Johnnie’s trigger was “Tyranny of the explicit” which obviously resonated with my whole agenda. The memetic problem that we over-value the explicit, demand the implicit is made explicit, because it’s much easier to count, express, communicate, manipulate, select and validate explicit forms than simply accept the implicit. Our culture – the objective memeplex – rejects acceptance of the implicit. Ease-of-argument wins over value-of-content. (Obviously very consistent with my current Wittgensteinian Logical methods vs Language games vein of work, but that’s not the riff here.)
No, what fired off the links was the Liminal Thinking graphic on David’s web pages, presumably in his book:
The thing is the 3-layer model is my “everything comes in 3 layers, even the layers” mantra. Any “layer” of anything has three aspects, itself and interfaces to two others. This is useful anytime we express conceptual models in 2D or 3D views representing lines and surfaces, as we do mentally all the time whether we capture them explicitly or not (whiteboard, powerpoint, any information model in any publishable form – see “ease” memetic point above). But that’s a generic point. (XPLANE is the branding of David’s consulting business, which obviously uses his liminal thinking thinking – an obvious allusion.)
The specific important point is that this particular
Conscious <> Liminal <> Unconscious
3-layer model of thinking maps in an interesting way to a particular physical model of the brain
Left Hemisphere <> Corpus Callosum <> Right Hemisphere
Now, left-right brain myths won’t go away, even though many now find it easier to simply dismiss such ideas. The point is explicit myths about left-right brain differences are wrong. What is important is their three-layer architecture, not their differences. The interface mediates how processing in the two halves communicate with each other and keeps different forms of thought processing separate at any given time. Apart from some major, broad specialisations of dedicated connections, most of the cortex is generic and plastic enough to be involved in any kind of processing of any topics of consideration at any time – but the architecture is always there to enable joined-up thinking. (See Iain McGilchrist) Pretty sure the real (best) conceptual model of thinking has to be:
Particular & Explicit <> Liminal (Interfacing) <> Abstract & Implicit
The problem looks like explicit dominating the implicit, but in fact they interact not directly, through a zero-substance interface, but through a significant and substantial interface in which important processing happens. How literally the conceptual maps to the physical is not important – ie our physical models are ultimately conceptual (informational) anyway.
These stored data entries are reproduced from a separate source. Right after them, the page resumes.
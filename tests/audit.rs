use serde_json::json;

use rtsim::{build_audit_report, Engine, EventKind, PreemptKind, RuleStatus};

mod common;

fn contended_model() -> serde_json::Value {
    json!({
        "version": "0.2",
        "platform": common::single_core_platform(),
        "resources": [
            {"id": "r0", "name": "lock", "bound_core_id": "c0", "protocol": "pip"}
        ],
        "tasks": [
            {
                "id": "a", "name": "holder", "task_type": "dynamic_rt",
                "deadline": 40.0,
                "arrival_process": {"type": "one_shot"},
                "subtasks": [{"id": "s0", "segments": [
                    {"id": "cs", "index": 1, "wcet": 4.0, "required_resources": ["r0"]}]}]
            },
            {
                "id": "b", "name": "contender", "task_type": "dynamic_rt",
                "deadline": 10.0, "arrival": 1.0,
                "arrival_process": {"type": "one_shot"},
                "subtasks": [{"id": "s0", "segments": [
                    {"id": "cs", "index": 1, "wcet": 1.0, "required_resources": ["r0"]}]}]
            }
        ],
        "scheduler": {"name": "edf"},
        "sim": {"duration": 30.0, "seed": 42}
    })
}

/// A contended PIP run satisfies the full research rule set.
#[test]
fn contended_pip_run_passes_all_rules() {
    common::setup();
    let spec = common::model(contended_model());
    let mut engine = Engine::new();
    engine.build(spec).unwrap();
    engine.run(None).unwrap();

    let report = build_audit_report(engine.events(), engine.scheduler_kind(), None);
    assert!(report.passed(), "rules: {:?}", report.rules);
    assert_eq!(report.compliance_profiles.research_v1.status, RuleStatus::Pass);
    assert_eq!(report.compliance_profiles.research_v1.pass_rate, 1.0);
    // The blocking relation shows up in the proof assets.
    assert!(report.protocol_proof_assets.pip_wait_edge_count >= 1);
    assert_eq!(report.protocol_proof_assets.pip_owner_mismatch_count, 0);
}

/// Aborted jobs release everything they hold, keeping the abort and
/// balance rules green.
#[test]
fn abort_path_keeps_release_rules_green() {
    common::setup();
    let spec = common::model(json!({
        "version": "0.2",
        "platform": common::single_core_platform(),
        "resources": [
            {"id": "r0", "name": "lock", "bound_core_id": "c0", "protocol": "mutex"}
        ],
        "tasks": [{
            "id": "t1", "name": "doomed", "task_type": "dynamic_rt",
            "deadline": 5.0, "abort_on_miss": true,
            "arrival_process": {"type": "one_shot"},
            "subtasks": [{"id": "s0", "segments": [
                {"id": "cs", "index": 1, "wcet": 50.0, "required_resources": ["r0"]}]}]
        }],
        "scheduler": {"name": "edf"},
        "sim": {"duration": 20.0, "seed": 42}
    }));
    let mut engine = Engine::new();
    engine.build(spec).unwrap();
    engine.run(None).unwrap();

    let report = build_audit_report(engine.events(), engine.scheduler_kind(), None);
    for rule in ["resource_release_balance", "abort_cancel_release_visibility"] {
        let result = report.rules.iter().find(|r| r.name == rule).unwrap();
        assert_eq!(result.status, RuleStatus::Pass, "{rule}");
        assert!(result.evidence.is_empty());
    }
}

/// Abort while holding a PCP resource: the cancel-path ResourceRelease
/// precedes the CeilingPop it causes, and the trace still satisfies every
/// rule.
#[test]
fn abort_of_pcp_holder_pops_ceiling_after_release() {
    common::setup();
    let spec = common::model(json!({
        "version": "0.2",
        "platform": common::single_core_platform(),
        "resources": [
            {"id": "r0", "name": "guarded", "bound_core_id": "c0", "protocol": "pcp"}
        ],
        "tasks": [
            {
                "id": "doomed", "name": "doomed", "task_type": "dynamic_rt",
                "deadline": 5.0, "abort_on_miss": true,
                "arrival_process": {"type": "one_shot"},
                "subtasks": [{"id": "s0", "segments": [
                    {"id": "cs", "index": 1, "wcet": 50.0,
                     "required_resources": ["r0"]}]}]
            },
            {
                "id": "bystander", "name": "bystander", "task_type": "dynamic_rt",
                "deadline": 20.0, "arrival": 1.0,
                "arrival_process": {"type": "one_shot"},
                "subtasks": [{"id": "s0", "segments": [
                    {"id": "cs", "index": 1, "wcet": 1.0,
                     "required_resources": ["r0"]}]}]
            }
        ],
        "scheduler": {"name": "edf"},
        "sim": {"duration": 20.0, "seed": 42}
    }));
    let mut engine = Engine::new();
    engine.build(spec).unwrap();
    engine.run(None).unwrap();
    let events = engine.events();

    let release = events
        .iter()
        .find(|e| {
            matches!(&e.kind, EventKind::ResourceRelease { job_id, reason, .. }
                if job_id == "doomed@0" && reason.as_deref() == Some("cancel_segment"))
        })
        .expect("cancel release");
    let pop = common::first(events, "CeilingPop");
    let abort = common::first(events, "JobAbort");
    for event in [release, pop, abort] {
        assert_eq!(event.time, 5.0);
    }
    assert!(release.seq < pop.seq);
    assert!(pop.seq < abort.seq);

    // The bystander acquires the freed resource afterwards; pushes and
    // pops stay paired across the abort.
    assert_eq!(common::of_kind(events, "CeilingPush").len(), 2);
    assert_eq!(common::of_kind(events, "CeilingPop").len(), 2);
    assert!(events
        .iter()
        .any(|e| matches!(&e.kind, EventKind::JobComplete { job_id, .. } if job_id == "bystander@0")));

    let report = build_audit_report(events, engine.scheduler_kind(), None);
    assert!(report.passed(), "rules: {:?}", report.rules);
}

/// preempt_count equals scheduler + forced preemptions at every prefix
/// of the trace.
#[test]
fn preempt_counts_are_consistent_at_every_prefix() {
    common::setup();
    let spec = common::model(json!({
        "version": "0.2",
        "platform": common::single_core_platform(),
        "tasks": [
            {
                "id": "long", "name": "long", "task_type": "dynamic_rt",
                "deadline": 100.0, "abort_on_miss": false,
                "arrival_process": {"type": "one_shot"},
                "subtasks": [{"id": "s0", "segments": [
                    {"id": "seg0", "index": 1, "wcet": 9.0}]}]
            },
            {
                "id": "doomed", "name": "doomed", "task_type": "dynamic_rt",
                "deadline": 3.0, "arrival": 1.0, "abort_on_miss": true,
                "arrival_process": {"type": "one_shot"},
                "subtasks": [{"id": "s0", "segments": [
                    {"id": "seg0", "index": 1, "wcet": 10.0}]}]
            }
        ],
        "scheduler": {"name": "edf"},
        "sim": {"duration": 20.0, "seed": 42}
    }));
    let mut engine = Engine::new();
    engine.build(spec).unwrap();
    engine.run(None).unwrap();

    let mut scheduler = 0u64;
    let mut forced = 0u64;
    let events = engine.events();
    for cut in 0..=events.len() {
        // Replaying any prefix through a fresh collector keeps the sum
        // identity.
        let mut collector = rtsim::metrics::MetricsCollector::new();
        for event in &events[..cut] {
            collector.consume(event);
        }
        let summary = collector.report(20.0, &[]).summary;
        assert_eq!(
            summary.preempt_count,
            summary.scheduler_preempt_count + summary.forced_preempt_count
        );
    }
    for event in events {
        if let EventKind::Preempt { kind, .. } = &event.kind {
            match kind {
                PreemptKind::Scheduler => scheduler += 1,
                PreemptKind::Forced => forced += 1,
            }
        }
    }
    let summary = engine.metrics_report().summary;
    assert_eq!(summary.scheduler_preempt_count, scheduler);
    assert_eq!(summary.forced_preempt_count, forced);
    assert_eq!(summary.preempt_count, scheduler + forced);
    // This scenario exercises both kinds.
    assert!(scheduler >= 1, "expected a scheduler preemption");
    assert_eq!(forced, 1, "expected exactly one forced preemption");
}

/// Utilization stays within [0, 1] and matches busy time over duration.
#[test]
fn utilization_is_bounded_and_exact() {
    common::setup();
    let spec = common::model(json!({
        "version": "0.2",
        "platform": common::single_core_platform(),
        "tasks": [{
            "id": "t1", "name": "half", "task_type": "time_deterministic",
            "period": 10.0, "deadline": 10.0,
            "subtasks": [{"id": "s0", "segments": [
                {"id": "seg0", "index": 1, "wcet": 5.0}]}]
        }],
        "scheduler": {"name": "edf"},
        "sim": {"duration": 40.0, "seed": 42}
    }));
    let mut engine = Engine::new();
    engine.build(spec).unwrap();
    engine.run(None).unwrap();

    let report = engine.metrics_report();
    let utilization = report.summary.core_utilization["c0"];
    assert!((0.0..=1.0).contains(&utilization));
    // Four releases of 5.0 each over a 40.0 horizon.
    assert!((utilization - 0.5).abs() < 1e-9, "got {utilization}");
}

/// The audit consumes serialized events: writing the trace to JSONL and
/// reparsing it yields the same judgement.
#[test]
fn audit_judges_reparsed_traces_identically() {
    common::setup();
    let spec = common::model(contended_model());
    let mut engine = Engine::new();
    engine.build(spec).unwrap();
    engine.run(None).unwrap();

    let reparsed: Vec<rtsim::SimEvent> = engine
        .events_jsonl()
        .lines()
        .map(|line| serde_json::from_str(line).unwrap())
        .collect();
    let direct = build_audit_report(engine.events(), engine.scheduler_kind(), None);
    let replayed = build_audit_report(&reparsed, engine.scheduler_kind(), None);
    assert_eq!(
        serde_json::to_string(&direct).unwrap(),
        serde_json::to_string(&replayed).unwrap()
    );
}

/// The model relation summary rides along when a spec is supplied.
#[test]
fn audit_includes_model_relation_summary() {
    common::setup();
    let spec = common::model(contended_model());
    let mut engine = Engine::new();
    engine.build(spec.clone()).unwrap();
    engine.run(None).unwrap();

    let report = build_audit_report(engine.events(), engine.scheduler_kind(), Some(&spec));
    let summary = report.model_relation_summary.expect("summary present");
    assert_eq!(summary.task_count, 2);
    assert_eq!(summary.segment_count, 2);
    assert_eq!(summary.resource_count, 1);
    assert_eq!(summary.core_count, 1);
    // Resource-bound segments resolved onto c0 during validation.
    assert_eq!(summary.unbound_segment_count, 0);
}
Liminal thinking processes are worth understanding, valuing and learning to use.
Looking forward to Liminal Thinking by David Gray.
Interesting reference to Wittgenstein, one of the main influences on Steve De Shazzer’s thinking in the development of Solutions Focused Brief Therapy
Interesting – been a fan of Wittgenstein for 15 years or so of blogging and reading philosophy, but been posting many references over the past couple of months, and re-reading his work.
Not heard of Shazzer or Solutions-focussed Brief Therapy – I’ll Google them.